TASK DESCRIPTION: All that is needed is each line of the entries holding the word "optional", copied as it stands.

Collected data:

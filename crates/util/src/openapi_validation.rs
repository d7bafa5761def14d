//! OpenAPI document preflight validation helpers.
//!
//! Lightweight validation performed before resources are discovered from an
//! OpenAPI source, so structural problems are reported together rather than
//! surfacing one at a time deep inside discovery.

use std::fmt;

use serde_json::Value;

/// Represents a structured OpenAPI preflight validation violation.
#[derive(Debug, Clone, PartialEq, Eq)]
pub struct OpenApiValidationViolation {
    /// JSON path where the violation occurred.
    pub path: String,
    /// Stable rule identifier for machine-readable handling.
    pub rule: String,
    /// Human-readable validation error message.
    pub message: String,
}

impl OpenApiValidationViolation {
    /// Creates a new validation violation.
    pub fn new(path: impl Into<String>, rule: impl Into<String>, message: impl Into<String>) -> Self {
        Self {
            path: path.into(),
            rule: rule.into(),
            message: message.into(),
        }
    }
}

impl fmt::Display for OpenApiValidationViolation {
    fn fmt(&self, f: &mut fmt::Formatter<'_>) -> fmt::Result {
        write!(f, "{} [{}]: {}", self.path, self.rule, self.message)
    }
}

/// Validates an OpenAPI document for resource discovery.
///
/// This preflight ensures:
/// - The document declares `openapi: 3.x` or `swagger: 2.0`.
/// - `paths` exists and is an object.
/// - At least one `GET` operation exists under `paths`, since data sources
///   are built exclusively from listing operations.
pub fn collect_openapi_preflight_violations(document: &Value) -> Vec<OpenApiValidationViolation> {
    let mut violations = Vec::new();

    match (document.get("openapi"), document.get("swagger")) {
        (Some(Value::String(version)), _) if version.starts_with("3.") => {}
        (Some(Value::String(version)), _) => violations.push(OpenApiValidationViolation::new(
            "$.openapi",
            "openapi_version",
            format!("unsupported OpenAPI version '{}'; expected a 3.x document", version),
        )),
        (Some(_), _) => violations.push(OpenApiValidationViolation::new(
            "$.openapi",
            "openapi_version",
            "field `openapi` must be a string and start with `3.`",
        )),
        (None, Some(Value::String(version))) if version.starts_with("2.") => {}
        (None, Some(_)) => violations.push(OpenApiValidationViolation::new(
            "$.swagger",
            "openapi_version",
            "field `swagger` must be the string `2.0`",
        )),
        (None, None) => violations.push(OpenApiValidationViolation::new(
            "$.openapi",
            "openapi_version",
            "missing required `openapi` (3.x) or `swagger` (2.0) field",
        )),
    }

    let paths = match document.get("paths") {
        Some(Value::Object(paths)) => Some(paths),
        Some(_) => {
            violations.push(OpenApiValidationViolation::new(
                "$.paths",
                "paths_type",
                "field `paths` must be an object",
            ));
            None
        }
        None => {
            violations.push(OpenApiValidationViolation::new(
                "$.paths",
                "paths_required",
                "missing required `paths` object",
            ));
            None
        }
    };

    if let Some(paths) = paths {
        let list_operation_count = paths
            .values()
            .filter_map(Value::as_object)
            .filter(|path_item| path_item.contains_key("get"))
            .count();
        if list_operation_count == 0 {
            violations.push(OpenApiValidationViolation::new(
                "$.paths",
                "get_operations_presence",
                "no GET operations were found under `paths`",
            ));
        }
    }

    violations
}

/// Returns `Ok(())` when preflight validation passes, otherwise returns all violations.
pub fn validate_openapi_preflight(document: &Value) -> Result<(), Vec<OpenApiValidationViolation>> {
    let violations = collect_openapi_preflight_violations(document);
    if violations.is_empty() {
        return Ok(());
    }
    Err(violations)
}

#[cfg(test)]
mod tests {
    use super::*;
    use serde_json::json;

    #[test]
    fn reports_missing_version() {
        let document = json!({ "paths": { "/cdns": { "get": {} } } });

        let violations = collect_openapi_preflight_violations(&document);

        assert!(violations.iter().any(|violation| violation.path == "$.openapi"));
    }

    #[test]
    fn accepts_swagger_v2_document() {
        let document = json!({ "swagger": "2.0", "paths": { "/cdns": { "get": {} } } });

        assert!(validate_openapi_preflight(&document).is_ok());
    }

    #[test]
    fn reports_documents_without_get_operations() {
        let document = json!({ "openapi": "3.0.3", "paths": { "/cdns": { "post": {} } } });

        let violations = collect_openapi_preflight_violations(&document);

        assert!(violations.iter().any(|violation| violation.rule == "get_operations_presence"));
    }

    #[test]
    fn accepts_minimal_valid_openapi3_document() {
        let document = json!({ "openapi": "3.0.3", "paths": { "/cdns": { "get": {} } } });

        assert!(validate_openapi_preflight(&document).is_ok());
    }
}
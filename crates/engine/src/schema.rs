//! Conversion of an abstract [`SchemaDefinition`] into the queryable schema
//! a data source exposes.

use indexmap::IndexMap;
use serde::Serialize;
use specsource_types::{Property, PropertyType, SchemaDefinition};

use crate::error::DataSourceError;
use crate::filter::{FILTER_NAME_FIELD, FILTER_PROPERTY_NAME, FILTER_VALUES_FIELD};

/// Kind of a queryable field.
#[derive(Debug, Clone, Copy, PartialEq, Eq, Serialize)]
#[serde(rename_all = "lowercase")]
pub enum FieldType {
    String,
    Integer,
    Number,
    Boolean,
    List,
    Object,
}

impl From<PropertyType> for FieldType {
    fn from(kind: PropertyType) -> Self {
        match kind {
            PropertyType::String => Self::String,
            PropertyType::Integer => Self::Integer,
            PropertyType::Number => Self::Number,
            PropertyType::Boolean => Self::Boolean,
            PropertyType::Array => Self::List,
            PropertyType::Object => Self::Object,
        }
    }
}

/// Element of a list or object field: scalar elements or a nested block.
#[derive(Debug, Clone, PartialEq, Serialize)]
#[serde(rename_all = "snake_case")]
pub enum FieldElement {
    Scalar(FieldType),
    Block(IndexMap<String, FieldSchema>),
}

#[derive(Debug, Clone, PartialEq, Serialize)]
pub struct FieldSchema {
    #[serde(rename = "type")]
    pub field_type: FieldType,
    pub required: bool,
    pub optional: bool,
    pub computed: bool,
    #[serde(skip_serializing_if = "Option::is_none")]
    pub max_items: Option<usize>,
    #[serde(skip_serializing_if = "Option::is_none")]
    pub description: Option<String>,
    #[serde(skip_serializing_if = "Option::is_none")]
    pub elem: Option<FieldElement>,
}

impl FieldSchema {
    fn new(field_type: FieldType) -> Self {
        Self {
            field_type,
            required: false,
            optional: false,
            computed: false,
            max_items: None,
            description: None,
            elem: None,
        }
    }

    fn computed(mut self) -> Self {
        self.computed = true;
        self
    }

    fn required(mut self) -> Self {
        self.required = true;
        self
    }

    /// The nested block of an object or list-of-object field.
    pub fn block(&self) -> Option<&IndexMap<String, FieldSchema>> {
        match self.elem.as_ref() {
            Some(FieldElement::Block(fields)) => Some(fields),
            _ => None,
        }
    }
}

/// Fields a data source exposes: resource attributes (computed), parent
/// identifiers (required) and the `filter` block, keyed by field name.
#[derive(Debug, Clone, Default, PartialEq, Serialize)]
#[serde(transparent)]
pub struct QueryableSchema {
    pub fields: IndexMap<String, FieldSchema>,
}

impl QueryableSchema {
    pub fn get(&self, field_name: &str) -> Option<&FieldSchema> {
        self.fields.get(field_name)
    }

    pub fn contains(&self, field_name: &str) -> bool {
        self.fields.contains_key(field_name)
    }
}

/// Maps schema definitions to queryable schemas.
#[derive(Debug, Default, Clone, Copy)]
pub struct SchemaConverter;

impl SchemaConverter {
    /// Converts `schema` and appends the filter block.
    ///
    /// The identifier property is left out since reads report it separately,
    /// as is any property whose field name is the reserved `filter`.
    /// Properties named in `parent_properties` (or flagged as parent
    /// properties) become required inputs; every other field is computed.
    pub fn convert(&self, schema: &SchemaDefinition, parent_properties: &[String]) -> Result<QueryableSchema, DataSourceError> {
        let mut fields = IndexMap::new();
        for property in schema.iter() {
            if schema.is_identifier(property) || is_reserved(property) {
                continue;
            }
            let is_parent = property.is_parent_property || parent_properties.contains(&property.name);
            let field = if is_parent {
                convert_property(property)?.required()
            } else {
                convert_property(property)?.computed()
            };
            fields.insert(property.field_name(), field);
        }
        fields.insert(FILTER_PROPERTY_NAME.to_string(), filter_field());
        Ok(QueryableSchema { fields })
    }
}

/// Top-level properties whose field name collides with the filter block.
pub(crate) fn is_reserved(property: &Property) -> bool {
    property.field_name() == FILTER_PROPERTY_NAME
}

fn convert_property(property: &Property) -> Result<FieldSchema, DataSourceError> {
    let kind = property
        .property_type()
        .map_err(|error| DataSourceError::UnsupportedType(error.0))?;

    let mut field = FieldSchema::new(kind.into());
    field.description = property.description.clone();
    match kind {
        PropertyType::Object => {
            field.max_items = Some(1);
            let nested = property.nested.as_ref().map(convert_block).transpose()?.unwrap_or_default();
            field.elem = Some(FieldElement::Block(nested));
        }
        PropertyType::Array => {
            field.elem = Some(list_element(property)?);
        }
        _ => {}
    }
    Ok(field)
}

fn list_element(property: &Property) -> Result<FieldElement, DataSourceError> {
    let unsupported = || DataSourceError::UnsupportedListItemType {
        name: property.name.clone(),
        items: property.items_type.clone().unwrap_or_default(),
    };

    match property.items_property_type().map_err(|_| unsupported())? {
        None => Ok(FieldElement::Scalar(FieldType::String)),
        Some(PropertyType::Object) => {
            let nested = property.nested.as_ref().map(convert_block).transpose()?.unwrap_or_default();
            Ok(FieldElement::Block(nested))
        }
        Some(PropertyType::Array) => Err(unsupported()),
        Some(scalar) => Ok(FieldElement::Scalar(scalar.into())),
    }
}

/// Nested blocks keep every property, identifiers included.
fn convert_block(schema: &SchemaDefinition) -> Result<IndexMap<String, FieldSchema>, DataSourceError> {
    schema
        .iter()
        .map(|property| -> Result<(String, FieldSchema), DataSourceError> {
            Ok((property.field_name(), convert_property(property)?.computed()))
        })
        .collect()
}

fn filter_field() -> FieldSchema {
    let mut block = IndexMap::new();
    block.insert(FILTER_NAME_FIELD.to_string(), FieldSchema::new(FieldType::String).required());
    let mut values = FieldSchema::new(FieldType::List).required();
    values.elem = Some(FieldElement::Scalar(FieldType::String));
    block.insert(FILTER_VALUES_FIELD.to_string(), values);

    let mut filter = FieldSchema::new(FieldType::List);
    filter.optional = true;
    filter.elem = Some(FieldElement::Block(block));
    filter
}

RESPONSE AREA:
    pub optional: bool,
            optional: false,
    filter.optional = true;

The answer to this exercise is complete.